Regional Director for Senator Nelson Visits Healthcare Collaborative

In December 2017, Senator Nelson’s Regional Director, Alicia Tighe, visited the CareerEdge Healthcare Collaborative meeting to gather policy feedback from the participants.

One such concern is the need to expand Pell Grants for short-term training programs. In-demand positions such as CNAs, phlebotomists and other certifications are not Pell-eligible, yet these technical careers and middle-skill jobs are in high-demand.  The employers also shared how they invest in their workforce, through training grants with CareerEdge, education reimbursements, and up-skilling low-skilled workers through training within their organizations.

Along with the Senator’s support of Pell Grant expansion, Ms.

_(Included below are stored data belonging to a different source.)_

//! Token system for dialect translation
//!
//! The lexer turns source text into a flat [`TokenStream`] of [`Token`]s.
//! Every token keeps the exact source text it covers, so concatenating a
//! stream reproduces the scanned input. Translation then rewrites only
//! `Identifier` tokens.
//!
//! ## Categories
//!
//! - `Identifier` - Latin or extended-alphabet names, including dialect keywords
//! - `Comment` - from the comment marker to the end of the line
//! - `String` - quoted literal closed on the same line
//! - `MultiLineString` - triple-quoted literal, possibly spanning lines
//! - `Operator` - run of punctuation characters
//! - `Number` - numeric literal
//! - `Space` - whitespace run inside a line
//! - `LineBreak` - synthetic token closing each logical line

pub mod token;
pub mod token_stream;

pub use token::{Token, TokenCategory};
pub use token_stream::{CategoryCounts, TokenStream};
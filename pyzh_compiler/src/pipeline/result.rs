use crate::file_processor::FileMetadata;
use crate::lexical::LexicalMetrics;
use std::path::PathBuf;
use std::time::Duration;

/// Outcome of translating one file
#[derive(Debug, Clone)]
pub struct PipelineResult {
    pub input_path: PathBuf,
    /// `None` when the output was not written to disk
    pub output_path: Option<PathBuf>,
    pub file_metadata: FileMetadata,
    pub lexical_metrics: LexicalMetrics,
    pub token_count: usize,
    pub substitutions: usize,
    pub output_bytes: usize,
    pub processing_duration: Duration,
}

impl PipelineResult {
    pub fn log_success(&self) {
        let seconds = self.processing_duration.as_secs_f64();
        let output = self
            .output_path
            .as_ref()
            .map(|p| p.display().to_string())
            .unwrap_or_else(|| "-".to_string());

        crate::log_success!(
            crate::logging::codes::success::OPERATION_COMPLETED_SUCCESSFULLY,
            "File translated",
            "file" => self.input_path.display(),
            "output" => output,
            "tokens" => self.token_count,
            "substitutions" => self.substitutions,
            "duration_ms" => format!("{:.2}", seconds * 1000.0),
            "processing_rate_bytes_per_sec" => format!("{:.0}",
                if seconds > 0.0 { self.file_metadata.size as f64 / seconds } else { 0.0 })
        );
    }
}
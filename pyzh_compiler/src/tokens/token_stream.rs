//! Ordered token storage produced by the lexer

use crate::tokens::token::{Token, TokenCategory};
use serde::Serialize;
use std::collections::BTreeMap;

/// Per-category token counts
pub type CategoryCounts = BTreeMap<TokenCategory, usize>;

/// Flat, ordered token sequence for one source file.
#[derive(Debug, Clone, Default, PartialEq, Eq, Serialize)]
pub struct TokenStream {
    tokens: Vec<Token>,
}

impl TokenStream {
    pub fn new() -> Self {
        Self::default()
    }

    pub fn with_capacity(capacity: usize) -> Self {
        Self {
            tokens: Vec::with_capacity(capacity),
        }
    }

    pub fn push(&mut self, token: Token) {
        self.tokens.push(token);
    }

    pub fn iter(&self) -> std::slice::Iter<'_, Token> {
        self.tokens.iter()
    }

    pub fn tokens(&self) -> &[Token] {
        &self.tokens
    }

    pub fn len(&self) -> usize {
        self.tokens.len()
    }

    pub fn is_empty(&self) -> bool {
        self.tokens.is_empty()
    }

    /// Concatenate every token's text in order
    pub fn concat_text(&self) -> String {
        let capacity = self.tokens.iter().map(Token::len).sum();
        self.tokens
            .iter()
            .fold(String::with_capacity(capacity), |mut out, token| {
                out.push_str(&token.text);
                out
            })
    }

    pub fn category_counts(&self) -> CategoryCounts {
        let mut counts = CategoryCounts::new();
        for token in &self.tokens {
            *counts.entry(token.category).or_insert(0) += 1;
        }
        counts
    }

    /// Tokens that are neither whitespace nor line breaks
    pub fn significant(&self) -> impl Iterator<Item = &Token> {
        self.tokens.iter().filter(|t| !t.category.is_layout())
    }

    /// Serialize the stream as pretty JSON for token dumps
    pub fn to_json(&self) -> Result<String, serde_json::Error> {
        serde_json::to_string_pretty(&self.tokens)
    }
}

impl IntoIterator for TokenStream {
    type Item = Token;
    type IntoIter = std::vec::IntoIter<Token>;

    fn into_iter(self) -> Self::IntoIter {
        self.tokens.into_iter()
    }
}

impl<'a> IntoIterator for &'a TokenStream {
    type Item = &'a Token;
    type IntoIter = std::slice::Iter<'a, Token>;

    fn into_iter(self) -> Self::IntoIter {
        self.tokens.iter()
    }
}

impl FromIterator<Token> for TokenStream {
    fn from_iter<I: IntoIterator<Item = Token>>(iter: I) -> Self {
        Self {
            tokens: iter.into_iter().collect(),
        }
    }
}

#[cfg(test)]
mod tests {
    use super::*;

    fn sample() -> TokenStream {
        vec![
            Token::identifier("若"),
            Token::space(" "),
            Token::identifier("x"),
            Token::operator(":"),
            Token::line_break(),
        ]
        .into_iter()
        .collect()
    }

    #[test]
    fn test_concat_text_reassembles_source() {
        assert_eq!(sample().concat_text(), "若 x:\n");
    }

    #[test]
    fn test_category_counts() {
        let counts = sample().category_counts();
        assert_eq!(counts.get(&TokenCategory::Identifier), Some(&2));
        assert_eq!(counts.get(&TokenCategory::Space), Some(&1));
        assert_eq!(counts.get(&TokenCategory::Number), None);
    }

    #[test]
    fn test_significant_skips_layout() {
        let stream = sample();
        let texts: Vec<&str> = stream.significant().map(|t| t.text.as_str()).collect();
        assert_eq!(texts, vec!["若", "x", ":"]);
    }

    #[test]
    fn test_json_dump_lists_tokens() {
        let json = sample().to_json().unwrap();
        assert!(json.contains("\"LineBreak\""));
        assert!(json.contains("\"若\""));
    }
}
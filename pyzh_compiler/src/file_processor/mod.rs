//! Source file reading and generated file writing

mod output;
mod processor;

use crate::config::compile_time::file_processing::{LARGE_FILE_THRESHOLD, MAX_FILE_SIZE, MAX_LINE_COUNT};
use crate::logging::codes;
use crate::log_debug;
use std::path::Path;

pub use output::{OutputError, OutputLayout};
pub use processor::{FileMetadata, FileProcessingResult, FileProcessor, FileProcessorError};

pub const DEFAULT_SOURCE_EXTENSION: &str = "pyzh";
pub const DEFAULT_TARGET_EXTENSION: &str = "py";
pub const DEFAULT_OUTPUT_DIR_NAME: &str = "生成";

/// Read a source file with default settings
pub fn process_file(path: &Path) -> Result<FileProcessingResult, FileProcessorError> {
    FileProcessor::new().process_file(path)
}

pub fn get_max_file_size() -> u64 {
    MAX_FILE_SIZE
}

pub fn get_large_file_threshold() -> u64 {
    LARGE_FILE_THRESHOLD
}

/// Check that every file and output error code is registered
pub fn init_file_processor_logging() -> Result<(), String> {
    let registered = [
        codes::file_processing::FILE_NOT_FOUND,
        codes::file_processing::INVALID_EXTENSION,
        codes::file_processing::FILE_TOO_LARGE,
        codes::file_processing::PERMISSION_DENIED,
        codes::file_processing::INVALID_ENCODING,
        codes::file_processing::IO_ERROR,
        codes::file_processing::INVALID_PATH,
        codes::file_processing::TOO_MANY_LINES,
        codes::output::OUTPUT_PATH_INVALID,
        codes::output::OUTPUT_DIRECTORY_FAILURE,
        codes::output::OUTPUT_WRITE_FAILURE,
    ];

    for code in &registered {
        if codes::get_error_metadata(code.as_str()).is_none() {
            return Err(format!(
                "File processor error code {} not found in metadata registry",
                code.as_str()
            ));
        }
    }

    log_debug!("File processor compile-time configuration loaded",
        "max_file_size" => MAX_FILE_SIZE,
        "large_file_threshold" => LARGE_FILE_THRESHOLD,
        "max_line_count" => MAX_LINE_COUNT
    );

    Ok(())
}
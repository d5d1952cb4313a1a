//! Physical and logical source lines
//!
//! A logical line is one physical line, or several joined by a trailing
//! continuation marker. Multi-line string bodies bypass this layer and read
//! raw physical lines directly from the same `PhysicalLines` cursor.

use super::error::LexerError;
use crate::utils::Position;
use std::borrow::Cow;

pub const CONTINUATION_MARKER: char = '\\';

/// Convert `\r\n` and lone `\r` line endings to `\n`
pub fn normalize_line_endings(source: &str) -> Cow<'_, str> {
    if source.contains('\r') {
        Cow::Owned(source.replace("\r\n", "\n").replace('\r', "\n"))
    } else {
        Cow::Borrowed(source)
    }
}

#[derive(Debug, Clone, Copy, PartialEq, Eq)]
pub struct PhysicalLine<'a> {
    /// 1-based line number
    pub number: u32,
    /// Line text without its terminator
    pub text: &'a str,
}

/// Cursor over the physical lines of normalized source text.
/// A final line terminator does not produce an extra empty line.
#[derive(Debug, Clone)]
pub struct PhysicalLines<'a> {
    lines: std::str::Lines<'a>,
    consumed: u32,
}

impl<'a> PhysicalLines<'a> {
    pub fn new(source: &'a str) -> Self {
        Self {
            lines: source.lines(),
            consumed: 0,
        }
    }

    /// Number of physical lines read so far
    pub fn consumed(&self) -> u32 {
        self.consumed
    }
}

impl<'a> Iterator for PhysicalLines<'a> {
    type Item = PhysicalLine<'a>;

    fn next(&mut self) -> Option<Self::Item> {
        let text = self.lines.next()?;
        self.consumed += 1;
        Some(PhysicalLine {
            number: self.consumed,
            text,
        })
    }
}

#[derive(Debug, Clone, PartialEq, Eq)]
pub struct LogicalLine<'a> {
    /// Right-trimmed text with continuation markers folded away
    pub text: Cow<'a, str>,
    /// Physical line the logical line starts on
    pub first_line: u32,
    /// Physical line the logical line ends on
    pub last_line: u32,
}

impl LogicalLine<'_> {
    pub fn physical_line_count(&self) -> u32 {
        self.last_line - self.first_line + 1
    }

    pub fn is_folded(&self) -> bool {
        self.last_line > self.first_line
    }
}

/// Read the next logical line.
///
/// Trailing whitespace is dropped. While the text ends with the continuation
/// marker, the marker is removed and the next physical line, trimmed on both
/// sides, is appended after a single space. Returns `Ok(None)` at end of input.
pub fn assemble_logical_line<'a>(
    lines: &mut PhysicalLines<'a>,
) -> Result<Option<LogicalLine<'a>>, LexerError> {
    let Some(first) = lines.next() else {
        return Ok(None);
    };

    let mut text = Cow::Borrowed(first.text.trim_end());
    let mut last = first;

    while text.ends_with(CONTINUATION_MARKER) {
        let marker = text.len() - CONTINUATION_MARKER.len_utf8();
        let Some(next) = lines.next() else {
            let trimmed = last.text.trim_end();
            let offset = trimmed.len() - CONTINUATION_MARKER.len_utf8();
            return Err(LexerError::UnterminatedContinuation {
                position: Position::in_line(trimmed, offset, last.number),
            });
        };

        let joined = text.to_mut();
        joined.truncate(marker);
        joined.push(' ');
        joined.push_str(next.text.trim());
        last = next;
    }

    Ok(Some(LogicalLine {
        text,
        first_line: first.number,
        last_line: last.number,
    }))
}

Tighe shared information on projects the Senator is supporting to improve the economy and workforce.  These include the Children’s Health Insurance Program (CHIP), the physician and nursing shortages, Telehealth for rural populations and the chronically ill, and tax credits for apprenticeships. Accessibility to education is also important to the Senator, which many in the collaborative agreed is a major barrier for entry.  The Senator also wants to work with the younger generation and would like to introduce career preparedness into schools through career counselors and mentors, which will help place more young people into jobs upon graduation. Healthcare members shared that when employers connect with young students they can expose them to training, funding and career opportunities before they graduate high school and have fewer resources.

Attendees shared the following healthcare workforce concerns:

  • The Board of Nursing is understaffed and is inefficient in processing license dismissal.
  • Exam screening of new graduates such as CNAs and RNs, takes a long time (6 weeks to 3 months) after they have completed their course.
  • There is a lack of capacity in nursing programs and students have difficulty getting into RN programs because of the shortage of instructors.
  • Tax incentives could be used to give Master Nurses in hospitals a reason to move to the education sector and teach future BSNs, versus putting the financial burden of raising the teaching salary onto the students.
  • Employers could step in financially to help the universities if there are not enough classes or teachers to produce the nurses they need.
  •  Apprenticeship models can be used in healthcare. For instance, there is a coding and billing apprenticeship program with St. Pete College and Tampa General and there is a $1,200 per person incentive from a DOL grant.

CareerEdge was pleased with the turnout from employers and their readiness to share with the Regional Director their workforce barriers and ideas.